Zo praatten we urenlang over alles wat er maar ontploffen kon, en langzaam werd het een heel klein beetje licht in de container.
'Wat is dat?' vroeg ik.
'Er bent een soort lucht-gaatjes,' zei Kwetter, 'anders stikt wij, en door die gaatjes kunt ook een beetje licht binnenkomen.'
'Maar dat is geweldig!' riep ik. 'Zo kunnen we zien of het dag is of nacht!'
'Verbazend, wat zo'n gevangenis met je doet,' mijmerde Gaby. Je bent blij met de kleinste dingen. Drie dagen geleden wilde je nog een nieuwe computer, en nu ben je blij met een streepje licht...'
'Dat licht is van levensbelang,' vond ik. 'Weet je nog toen Kwetter zei dat we twee beschuiten per dag hadden?'
'Ja, natuurlijk.'
'Als we het verschil tussen dag en nacht niet kunnen zien, hoe moeten we dan weten wanneer we een nieuwe beschuit mogen? Dat streepje licht lijkt me best belangrijk.'
Daar had ik gelijk in, natuurlijk, en we telden onze beschuiten. Ze waren veel groter en zwaarder dan gewone beschuiten. Gelukkige maar; stel je voor dat je maar twee gewone beschuitjes kreeg per dag! Het waren er honderdentwintig. Delen door zes, en dan wist je dat we hier twintig dagen zouden blijven. Waarschijnlijk.
De twintig dagen die volgden, waren saai. Heel erg saai. Bij het eerste streepje licht namen we een beschuit en een paar slokken water, en daarna praatten we over bommen.
Dat klinkt misschien spannend, maar dat viel in het echt behoorlijk tegen
Gooien met bommen is best leuk, en praten over het gooien met bommen al helemaal, maar het maken van bommen, dat is iets heel anders. Dat is gevaarlijk en toch saai. En praten over het maken van bommen, dat is niet eens gevaarlijk. Dat is alleen maar saai. Onze gesprekken gingen ongeveer zo:
'Oké, stel dat we ergens wilgenbast vinden. Hoe maken we daar een bom van?'
'Makkie. In wilgenbast zit salicylzuur, en als je dat verhit zonder lucht erbij, verandert het in picrinezuur.'
'Inderdaad Maar picrinezuur is link spul. Misschien kunnen we dat beter omzetten in picraminezuur?'
'Ja, of nog beter: diazodinitrofenol. Moet je wel salpeterzuur bij je hebben. En water en elektriciteit, natuurlijk.'
'Salpeterzuur moet wij so wie so hebben. Dan kunt wij op level 15...'
'Lieve Kwetter, ik leg het nog één keer uit. Dat met die levels, die je kunt halen, dat komt wel uit mama's computerspelletje, maar in het echt zijn er geen levels. In het echt moet je het maar doen met wat je toevallig vindt.
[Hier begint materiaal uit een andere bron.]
//! Error types shared by the dispatchers and graph stores.

use thiserror::Error;

/// Result type used across the crate.
pub type Result<T> = std::result::Result<T, Error>;

/// Errors raised while dispatching an operation against the graph.
///
/// Store and transport failures are passed through as-is; the lambda runtime
/// decides whether the invocation is retried.
#[derive(Debug, Error)]
pub enum Error {
    #[error("HTTP error talking to the graph store: {0}")]
    Http(#[from] reqwest::Error),

    #[error("Gremlin server returned {status}: {message}")]
    Gremlin { status: u16, message: String },

    #[error("Invalid JSON: {0}")]
    Json(#[from] serde_json::Error),

    #[error("Invalid payload for {operation}: {source}")]
    Payload {
        operation: &'static str,
        source: serde_json::Error,
    },

    #[error("Missing argument {argument} for {operation}")]
    MissingArgument {
        operation: &'static str,
        argument: &'static str,
    },

    #[error("Traversal failed: {0}")]
    Traversal(String),

    #[error("Configuration error: {0}")]
    Config(String),
}

impl Error {
    pub(crate) fn payload(operation: &'static str, source: serde_json::Error) -> Self {
        Error::Payload { operation, source }
    }

    pub(crate) fn missing(operation: &'static str, argument: &'static str) -> Self {
        Error::MissingArgument {
            operation,
            argument,
        }
    }
}
//! A small typed builder for the Gremlin traversals this crate sends.
//!
//! A [`Traversal`] renders to Gremlin-Groovy text through `Display`, and the
//! in-memory store interprets the same steps directly. Only the steps used by
//! the dispatchers are modelled.

use std::fmt::{self, Display, Formatter, Write};

use serde_json::Value;

/// Where a traversal starts: the graph source `g` or an anonymous `__`.
#[derive(Clone, Copy, Debug, PartialEq, Eq)]
pub enum Source {
    Graph,
    Anonymous,
}

/// Predicates accepted by `has` steps.
#[derive(Clone, Debug, PartialEq)]
pub enum P {
    Eq(Value),
    Neq(Value),
    Within(Vec<Value>),
    Gte(Value),
}

impl P {
    pub fn eq<V: Into<Value>>(value: V) -> Self {
        P::Eq(value.into())
    }

    pub fn neq<V: Into<Value>>(value: V) -> Self {
        P::Neq(value.into())
    }

    pub fn gte<V: Into<Value>>(value: V) -> Self {
        P::Gte(value.into())
    }

    pub fn within<I, V>(values: I) -> Self
    where
        I: IntoIterator<Item = V>,
        V: Into<Value>,
    {
        P::Within(values.into_iter().map(Into::into).collect())
    }
}

/// Map column selected from a `group()` entry.
#[derive(Clone, Copy, Debug, PartialEq, Eq)]
pub enum Column {
    Keys,
    Values,
}

#[derive(Clone, Copy, Debug, PartialEq, Eq)]
pub enum Order {
    Asc,
    Desc,
}

/// Sort key of an `order().by(..)` modulator.
#[derive(Clone, Debug, PartialEq)]
pub enum OrderBy {
    Identity,
    Column(Column),
    Property(String),
}

#[derive(Clone, Debug, PartialEq)]
pub enum Step {
    V,
    E,
    AddV(String),
    AddE {
        label: String,
        from: Option<Traversal>,
        to: Option<Traversal>,
    },
    Property {
        key: String,
        value: Value,
        single: bool,
    },
    Has {
        label: Option<String>,
        key: String,
        predicate: P,
    },
    HasLabel(String),
    Out(String),
    In(String),
    Both(String),
    InE(String),
    As(String),
    Select(String),
    SelectColumn(Column),
    Identity,
    Drop,
    Dedup,
    Unfold,
    Mean,
    SimplePath,
    Values(String),
    ElementMap(Vec<String>),
    Where(Traversal),
    Optional(Traversal),
    Union(Vec<Traversal>),
    RepeatUntil {
        body: Traversal,
        until: Traversal,
    },
    Path(Option<Traversal>),
    Group {
        key: Traversal,
        value: Traversal,
    },
    Order {
        by: OrderBy,
        order: Order,
    },
    Limit(usize),
    Project(Vec<(String, Traversal)>),
}

impl Step {
    /// Barrier steps collapse every incoming traverser into one result.
    pub fn is_reducing(&self) -> bool {
        matches!(self, Step::Mean | Step::Group { .. })
    }
}

#[derive(Clone, Debug, PartialEq)]
pub struct Traversal {
    source: Source,
    steps: Vec<Step>,
}

/// Start a traversal on the graph source, `g`.
pub fn g() -> Traversal {
    Traversal::new(Source::Graph)
}

/// Start an anonymous traversal, `__`.
pub fn anon() -> Traversal {
    Traversal::new(Source::Anonymous)
}
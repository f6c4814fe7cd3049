//! Payloads of the vertex-creating mutations and the writes they map to.

use serde_derive::Deserialize;
use serde_json::{json, Value};

use crate::traversal::{anon, g, Traversal};

#[derive(Debug, Clone, PartialEq, Deserialize)]
#[serde(rename_all = "camelCase")]
pub struct NewPerson {
    pub username: String,
    pub email: String,
    pub first_name: String,
    pub last_name: String,
    /// Home city; people created at sign-up may not have one yet.
    #[serde(default)]
    pub city_id: Option<String>,
}

#[derive(Debug, Clone, PartialEq, Deserialize)]
#[serde(rename_all = "camelCase")]
pub struct AddPerson {
    pub id: String,
    pub new_person: NewPerson,
}

#[derive(Debug, Clone, PartialEq, Deserialize)]
#[serde(rename_all = "camelCase")]
pub struct AddCity {
    pub id: String,
    pub name: String,
    pub state_id: String,
}

/// States and cuisines only carry a name.
#[derive(Debug, Clone, PartialEq, Deserialize)]
pub struct AddNamed {
    pub id: String,
    pub name: String,
}

#[derive(Debug, Clone, PartialEq, Deserialize)]
#[serde(rename_all = "camelCase")]
pub struct NewRestaurant {
    pub name: String,
    pub address: String,
    pub city_id: String,
    pub cuisine_id: String,
}

#[derive(Debug, Clone, PartialEq, Deserialize)]
#[serde(rename_all = "camelCase")]
pub struct AddRestaurant {
    pub id: String,
    pub new_restaurant: NewRestaurant,
}

#[derive(Debug, Clone, PartialEq, Deserialize)]
#[serde(rename_all = "camelCase")]
pub struct NewReview {
    pub rating: f64,
    pub body: String,
    pub person_id: String,
    pub restaurant_id: String,
}

#[derive(Debug, Clone, PartialEq, Deserialize)]
#[serde(rename_all = "camelCase")]
pub struct AddReview {
    pub id: String,
    /// Epoch seconds.
    pub created_at: i64,
    pub new_review: NewReview,
}

#[derive(Debug, Clone, PartialEq, Deserialize)]
#[serde(rename_all = "camelCase")]
pub struct NewReviewRating {
    pub thumbs_up: bool,
    pub person_id: String,
    pub review_id: String,
}

#[derive(Debug, Clone, PartialEq, Deserialize)]
#[serde(rename_all = "camelCase")]
pub struct AddReviewRating {
    pub id: String,
    /// Epoch seconds.
    pub review_date: i64,
    pub new_review_rating: NewReviewRating,
}

#[derive(Debug, Clone, PartialEq, Deserialize)]
#[serde(rename_all = "camelCase")]
pub struct AddFriendsEdge {
    pub id: String,
    pub from_id: String,
    pub to_id: String,
}

/// A vertex-creating mutation, guarded by the id-exists check.
#[derive(Debug, Clone, PartialEq)]
pub enum Create {
    Person(AddPerson),
    City(AddCity),
    State(AddNamed),
    Cuisine(AddNamed),
    Restaurant(AddRestaurant),
    Review(AddReview),
    ReviewRating(AddReviewRating),
}

fn vertex(label: &str, id: &str) -> Traversal {
    anon().v().has_on(label, "id", id)
}

impl Create {
    pub fn id(&self) -> &str {
        match self {
            Create::Person(p) => &p.id,
            Create::City(c) => &c.id,
            Create::State(s) | Create::Cuisine(s) => &s.id,
            Create::Restaurant(r) => &r.id,
            Create::Review(r) => &r.id,
            Create::ReviewRating(r) => &r.id,
        }
    }

    pub fn label(&self) -> &'static str {
        match self {
            Create::Person(_) => "person",
            Create::City(_) => "city",
            Create::State(_) => "state",
            Create::Cuisine(_) => "cuisine",
            Create::Restaurant(_) => "restaurant",
            Create::Review(_) => "review",
            Create::ReviewRating(_) => "reviewRating",
        }
    }

    /// The vertex and its relationship edges, written in one traversal.
    pub fn traversal(&self) -> Traversal {
        let new = g().add_v(self.label()).property("id", self.id());
        match self {
            Create::Person(AddPerson { new_person: p, .. }) => {
                let person = new
                    .property("username", p.username.as_str())
                    .property("email", p.email.as_str())
                    .property("firstName", p.first_name.as_str())
                    .property("lastName", p.last_name.as_str());
                match &p.city_id {
                    Some(city_id) => person.add_e("livesIn").to(vertex("city", city_id)),
                    None => person,
                }
            }
            Create::City(c) => new
                .property("name", c.name.as_str())
                .add_e("within")
                .to(vertex("state", &c.state_id)),
            Create::State(s) | Create::Cuisine(s) => new.property("name", s.name.as_str()),
            Create::Restaurant(AddRestaurant {
                new_restaurant: r, ..
            }) => new
                .property("name", r.name.as_str())
                .property("address", r.address.as_str())
                .as_("restaurant")
                .add_e("within")
                .to(vertex("city", &r.city_id))
                .select("restaurant")
                .add_e("serves")
                .to(vertex("cuisine", &r.cuisine_id)),
            Create::Review(AddReview {
                created_at,
                new_review: r,
                ..
            }) => new
                .property("createdAt", *created_at)
                .property("rating", r.rating)
                .property("body", r.body.as_str())
                .as_("review")
                .add_e("about")
                .to(vertex("restaurant", &r.restaurant_id))
                .select("review")
                .add_e("wrote")
                .from(vertex("person", &r.person_id)),
            Create::ReviewRating(AddReviewRating {
                review_date,
                new_review_rating: r,
                ..
            }) => new
                .property("reviewDate", *review_date)
                .property("thumbsUp", r.thumbs_up)
                .as_("reviewRating")
                .add_e("about")
                .to(vertex("review", &r.review_id))
                .select("reviewRating")
                .add_e("wrote")
                .from(vertex("person", &r.person_id)),
        }
    }

    /// Echo of what was written; the store is not read back.
    pub fn summary(&self) -> Value {
        let label = self.label();
        match self {
            Create::Person(AddPerson { id, new_person: p }) => json!({
                "id": id,
                "username": p.username,
                "email": p.email,
                "firstName": p.first_name,
                "lastName": p.last_name,
                "cityId": p.city_id,
                "label": label,
            }),
            Create::City(c) => json!({
                "id": c.id,
                "name": c.name,
                "stateId": c.state_id,
                "label": label,
            }),
            Create::State(s) | Create::Cuisine(s) => json!({
                "id": s.id,
                "name": s.name,
                "label": label,
            }),
            Create::Restaurant(AddRestaurant {
                id,
                new_restaurant: r,
            }) => json!({
                "id": id,
                "name": r.name,
                "address": r.address,
                "cityId": r.city_id,
                "cuisineId": r.cuisine_id,
                "label": label,
            }),
            Create::Review(AddReview {
                id,
                created_at,
                new_review: r,
            }) => json!({
                "id": id,
                "createdAt": created_at,
                "rating": r.rating,
                "body": r.body,
                "personId": r.person_id,
                "restaurantId": r.restaurant_id,
                "label": label,
            }),
            Create::ReviewRating(AddReviewRating {
                id,
                review_date,
                new_review_rating: r,
            }) => json!({
                "id": id,
                "reviewDate": review_date,
                "thumbsUp": r.thumbs_up,
                "personId": r.person_id,
                "reviewId": r.review_id,
                "label": label,
            }),
        }
    }
}

impl AddFriendsEdge {
    /// Matches an existing `friends` edge in either direction.
    pub fn existing(&self) -> Traversal {
        g().v()
            .has_on("person", "id", self.from_id.as_str())
            .both("friends")
            .has("id", self.to_id.as_str())
            .limit(1)
    }

    pub fn traversal(&self) -> Traversal {
        g().v()
            .has_on("person", "id", self.from_id.as_str())
            .add_e("friends")
            .to(vertex("person", &self.to_id))
            .property("id", self.id.as_str())
    }

    pub fn summary(&self) -> Value {
        json!({
            "id": self.id,
            "fromId": self.from_id,
            "toId": self.to_id,
            "label": "friends",
        })
    }
}

#[cfg(test)]
mod tests {
    use super::*;
    use pretty_assertions::assert_eq;

    #[test]
    fn review_write_links_restaurant_and_author() {
        let review: AddReview = serde_json::from_value(json!({
            "id": "rv1",
            "createdAt": 1_620_000_000,
            "newReview": {
                "rating": 4,
                "body": "Great crust",
                "personId": "p1",
                "restaurantId": "r1"
            }
        }))
        .unwrap();

        assert_eq!(
            Create::Review(review).traversal().to_string(),
            "g.addV('review').property('id','rv1').property('createdAt',1620000000)\
             .property('rating',4.0d).property('body','Great crust').as('review')\
             .addE('about').to(__.V().has('restaurant','id','r1'))\
             .select('review').addE('wrote').from(__.V().has('person','id','p1'))"
        );
    }

    #[test]
    fn person_without_city_skips_lives_in() {
        let person: AddPerson = serde_json::from_value(json!({
            "id": "p1",
            "newPerson": {
                "username": "ann",
                "email": "ann@example.com",
                "firstName": "Ann",
                "lastName": "Lee"
            }
        }))
        .unwrap();
        let create = Create::Person(person);

        assert!(!create.traversal().to_string().contains("livesIn"));
        assert_eq!(create.summary()["cityId"], Value::Null);
    }

    #[test]
    fn friends_guard_looks_both_ways() {
        let edge = AddFriendsEdge {
            id: "f1".into(),
            from_id: "a".into(),
            to_id: "b".into(),
        };

        assert_eq!(
            edge.existing().to_string(),
            "g.V().has('person','id','a').both('friends').has('id','b').limit(1)"
        );
    }
}
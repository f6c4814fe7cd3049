use std::sync::Arc;

use anyhow::Context;
use dining_by_friends::{GraphConfig, NeptuneGraph, NewPersonHandler};
use tracing::info;
use tracing_subscriber::EnvFilter;

#[tokio::main]
async fn main() -> anyhow::Result<()> {
    tracing_subscriber::fmt()
        .json()
        .with_env_filter(
            EnvFilter::try_from_default_env().unwrap_or_else(|_| EnvFilter::new("info")),
        )
        .without_time()
        .init();

    let config = GraphConfig::from_env().context("loading Neptune configuration")?;
    let graph = NeptuneGraph::writer(&config);
    info!(endpoint = graph.url(), "new person lambda starting");

    lambda_runtime::run(NewPersonHandler::new(Arc::new(graph)))
        .await
        .map_err(|e| anyhow::anyhow!(e))
}
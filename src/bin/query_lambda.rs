use std::sync::Arc;

use anyhow::Context;
use dining_by_friends::{GraphConfig, NeptuneGraph, QueryHandler};
use tracing::info;
use tracing_subscriber::EnvFilter;

#[tokio::main]
async fn main() -> anyhow::Result<()> {
    tracing_subscriber::fmt()
        .json()
        .with_env_filter(
            EnvFilter::try_from_default_env().unwrap_or_else(|_| EnvFilter::new("info")),
        )
        .without_time()
        .init();

    let config = GraphConfig::from_env().context("loading Neptune configuration")?;
    // Queries never write, so they go to the reader endpoint when one is set.
    let graph = NeptuneGraph::reader(&config);
    info!(endpoint = graph.url(), "query lambda starting");

    lambda_runtime::run(QueryHandler::new(Arc::new(graph)))
        .await
        .map_err(|e| anyhow::anyhow!(e))
}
Snap je?'
'Jahaa, dat snapt ik heus wel, maar als we toevallig ergens kwik én ethanol én salpeterzuur vindt, dan maakt wij kwikfulminaat. Afgespreekt?'
'Ja hoor, beloofd. Vind je het erg als we nu even verder denken over die wilgenbast? Dank je wel!'

Dodelijk saai, maar we werden in ieder geval niet gek van de angst, de verveling en de duisternis. En dat is ook wat waard.
Maar na vijftien dagen stopte de boor met varen, en we werden uitgeladen.